I don't know why it goes wrong.

It goes wrong because a ruby2_keywords flagged hash is passed where a regular positional argument is expected. This is the the condition I warned about in #16463, the reason I am against ruby2_keywords by default. As I stated there, "I think such magical behavior is likely to introduce difficult to diagnose breakage in some cases, with no obvious reason why the code is not working correctly." To paraphrase Eregon (Benoit Daloze) , if a ruby committer heavily involved in the process cannot figure out even why a problem occurs, let alone the solution, what chance does a standard ruby programmer have?

I think matz (Yukihiro Matsumoto) should strongly consider this particular problem when deciding whether to accept ruby2_keywords by default. In Eregon (Benoit Daloze) 's dev meeting presentation, he said of this type of code: "In some rare cases, users might want to treat keyword arguments as positional". Perhaps this type of code is not as rare as once believed.

Fix for this case is in https://github.com/ruby/ruby/pull/2855

Updated by Eregon (Benoit Daloze) 6 months ago

jeremyevans0 (Jeremy Evans) wrote:

I think matz (Yukihiro Matsumoto) should strongly consider this particular problem when deciding whether to accept ruby2_keywords by default. In Eregon (Benoit Daloze) 's dev meeting presentation, he said of this type of code: "In some rare cases, users might want to treat keyword arguments as positional". Perhaps this type of code is not as rare as once believed.
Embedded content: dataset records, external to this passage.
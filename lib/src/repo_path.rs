// Copyright 2024 The Mgt Authors
//
// Licensed under the Apache License, Version 2.0 (the "License");
// you may not use this file except in compliance with the License.
// You may obtain a copy of the License at
//
// https://www.apache.org/licenses/LICENSE-2.0
//
// Unless required by applicable law or agreed to in writing, software
// distributed under the License is distributed on an "AS IS" BASIS,
// WITHOUT WARRANTIES OR CONDITIONS OF ANY KIND, either express or implied.
// See the License for the specific language governing permissions and
// limitations under the License.

//! Slash-separated repository paths.
//!
//! Paths are stored in normalized form: no leading or trailing `/`, no empty
//! segments, no `.` or `..` components. Prefix matching respects segment
//! boundaries, so `"sub"` is a prefix of `"sub/x"` but not of `"subx"`.

use std::fmt;
use std::fmt::Display;
use std::fmt::Formatter;

use serde::Deserialize;
use serde::Serialize;
use thiserror::Error;

#[derive(Debug, Error, PartialEq, Eq)]
#[error("invalid repository path {path:?}: {reason}")]
pub struct InvalidRepoPath {
    pub path: String,
    pub reason: &'static str,
}

/// An owned, normalized repository path.
#[derive(Clone, PartialEq, Eq, PartialOrd, Ord, Hash, Serialize, Deserialize)]
#[serde(transparent)]
pub struct RepoPathBuf(String);

impl RepoPathBuf {
    pub fn new(value: impl Into<String>) -> Result<Self, InvalidRepoPath> {
        let value = value.into();
        let invalid = |reason| InvalidRepoPath {
            path: value.clone(),
            reason,
        };
        if value.is_empty() {
            return Err(invalid("path must not be empty"));
        }
        if value.starts_with('/') || value.ends_with('/') {
            return Err(invalid("path must not start or end with '/'"));
        }
        for segment in value.split('/') {
            match segment {
                "" => return Err(invalid("path must not contain empty segments")),
                "." | ".." => return Err(invalid("path must not contain '.' or '..'")),
                _ => {}
            }
        }
        Ok(RepoPathBuf(value))
    }

    /// Builds a path from a trusted literal. Panics on malformed input, so
    /// only use this with constants.
    pub fn from_literal(value: &str) -> Self {
        Self::new(value).expect("literal repository path must be valid")
    }

    pub fn as_str(&self) -> &str {
        &self.0
    }

    pub fn components(&self) -> impl DoubleEndedIterator<Item = &str> {
        self.0.split('/')
    }

    pub fn join(&self, segment: &str) -> Result<RepoPathBuf, InvalidRepoPath> {
        RepoPathBuf::new(format!("{}/{}", self.0, segment))
    }

    pub fn parent(&self) -> Option<RepoPathBuf> {
        let (parent, _) = self.0.rsplit_once('/')?;
        Some(RepoPathBuf(parent.to_string()))
    }

    pub fn file_name(&self) -> &str {
        self.0.rsplit('/').next().unwrap()
    }

    /// Whether `self` equals `prefix` or lives under it. Matches on whole
    /// segments only.
    pub fn starts_with(&self, prefix: &RepoPathBuf) -> bool {
        self.starts_with_str(prefix.as_str())
    }

    /// Segment-boundary prefix match against a raw string. A trailing `/` on
    /// the prefix is trimmed first, so caller-supplied filters like `sub/`
    /// behave as expected.
    pub fn starts_with_str(&self, prefix: &str) -> bool {
        let prefix = prefix.trim_end_matches('/');
        if prefix.is_empty() {
            return true;
        }
        match self.0.strip_prefix(prefix) {
            Some("") => true,
            Some(rest) => rest.starts_with('/'),
            None => false,
        }
    }

    /// Strips a segment-boundary prefix, yielding the remainder.
    pub fn strip_prefix(&self, prefix: &RepoPathBuf) -> Option<RepoPathBuf> {
        let rest = self.0.strip_prefix(prefix.as_str())?;
        let rest = rest.strip_prefix('/')?;
        Some(RepoPathBuf(rest.to_string()))
    }

    /// Joins a sub-repo path onto its prefix, for rolling sub statuses up
    /// into the meta namespace.
    pub fn concat(&self, suffix: &RepoPathBuf) -> RepoPathBuf {
        RepoPathBuf(format!("{}/{}", self.0, suffix.0))
    }

    /// The first segment of the path.
    pub fn top_level(&self) -> RepoPathBuf {
        RepoPathBuf(self.components().next().unwrap().to_string())
    }

    /// Whether the path matches any of the given filters (empty filter set
    /// matches everything).
    pub fn matches_filters(&self, filters: &[RepoPathBuf]) -> bool {
        filters.is_empty() || filters.iter().any(|f| self.starts_with(f) || f.starts_with(self))
    }
}

impl Display for RepoPathBuf {
    fn fmt(&self, f: &mut Formatter<'_>) -> fmt::Result {
        write!(f, "{}", self.0)
    }
}

impl fmt::Debug for RepoPathBuf {
    fn fmt(&self, f: &mut Formatter<'_>) -> fmt::Result {
        write!(f, "{:?}", self.0)
    }
}
// Copyright 2024 The Mgt Authors
//
// Licensed under the Apache License, Version 2.0 (the "License");
// you may not use this file except in compliance with the License.
// You may obtain a copy of the License at
//
// https://www.apache.org/licenses/LICENSE-2.0
//
// Unless required by applicable law or agreed to in writing, software
// distributed under the License is distributed on an "AS IS" BASIS,
// WITHOUT WARRANTIES OR CONDITIONS OF ANY KIND, either express or implied.
// See the License for the specific language governing permissions and
// limitations under the License.

mod check;
mod cherry_pick;
mod checkout;
mod commit;
mod merge;
mod rebase;
mod refgc;
mod status;

use clap::Parser;
use clap::Subcommand;

use crate::command_error::CommandError;
use crate::ui::Ui;

#[derive(Parser, Clone, Debug)]
#[command(name = "mgt", version, about = "Version control across meta-repositories")]
pub struct Cli {
    #[command(subcommand)]
    pub command: Command,
}

#[derive(Subcommand, Clone, Debug)]
pub enum Command {
    Check(check::CheckArgs),
    CherryPick(cherry_pick::CherryPickArgs),
    Checkout(checkout::CheckoutArgs),
    Commit(commit::CommitArgs),
    Merge(merge::MergeArgs),
    Rebase(rebase::RebaseArgs),
    Refgc(refgc::RefGcArgs),
    Status(status::StatusArgs),
}

pub fn dispatch(ui: &mut Ui, cli: &Cli) -> Result<(), CommandError> {
    match &cli.command {
        Command::Check(args) => check::cmd_check(ui, args),
        Command::CherryPick(args) => cherry_pick::cmd_cherry_pick(ui, args),
        Command::Checkout(args) => checkout::cmd_checkout(ui, args),
        Command::Commit(args) => commit::cmd_commit(ui, args),
        Command::Merge(args) => merge::cmd_merge(ui, args),
        Command::Rebase(args) => rebase::cmd_rebase(ui, args),
        Command::Refgc(args) => refgc::cmd_refgc(ui, args),
        Command::Status(args) => status::cmd_status(ui, args),
    }
}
I believe that is an incorrect conclusion.
This bug happens because ruby2_keywords exists (maybe we can fix **empty_hash or **empty_flagged_hash though, see below).
I was originally against ruby2_keywords because it's not purely lexical and therefore more complicated, but this is a long lost battle now.
Having ruby2_keywords by default changes exactly nothing about this specific bug.
It happens just the same with or without https://github.com/ruby/ruby/pull/2853.

Updated by Eregon (Benoit Daloze) 6 months ago

To paraphrase Eregon (Benoit Daloze) , if a ruby committer heavily involved in the process cannot figure out even why a problem occurs, let alone the solution, what chance does a standard ruby programmer have?

For the record, by "I don't know why it goes wrong." I meant "This is after midnight and I have no time to investigate it further today".
But yes, I'm surprised a ruby2_keywords flagged Hash is just removed and "lost".
I think we might want to fix that.

I think the actual issue here might be that we remove empty keyword arguments, which is also inconsistent with non-empty ones when they are given to a method not accepting keyword arguments:

def target(*args)
  args
end

# target does not accept keyword arguments, it shouldn't matter if we pass a last positional Hash or use keyword arguments syntax.
# But actually it does in 2.7.0 and master!
h = {}
p target(**{a: 1}) # => [{:a=>1}]
p target(**h)     # => [] in 2.7.0 and master (inconsistent with above), [{}] in 2.6 and ruby2_keywords by default
p target(h)       # => [{}]

We need to remove empty keyword arguments for one reason: to make *args, **kwargs delegation work with a target method not taking kwargs:

def target(a, b = nil)
  [a, b]
end

def delegate(*args, **kwargs)
  target(*args, **kwargs)
end

p delegate(1) # => [1, {}] in 2.6.5, [1, nil] in 2.7.0, master and ruby2_keywords by default

Note that if target does accept keyword arguments, it would not change anything whether we pass or not an empty keyword Hash in Ruby 3.0+.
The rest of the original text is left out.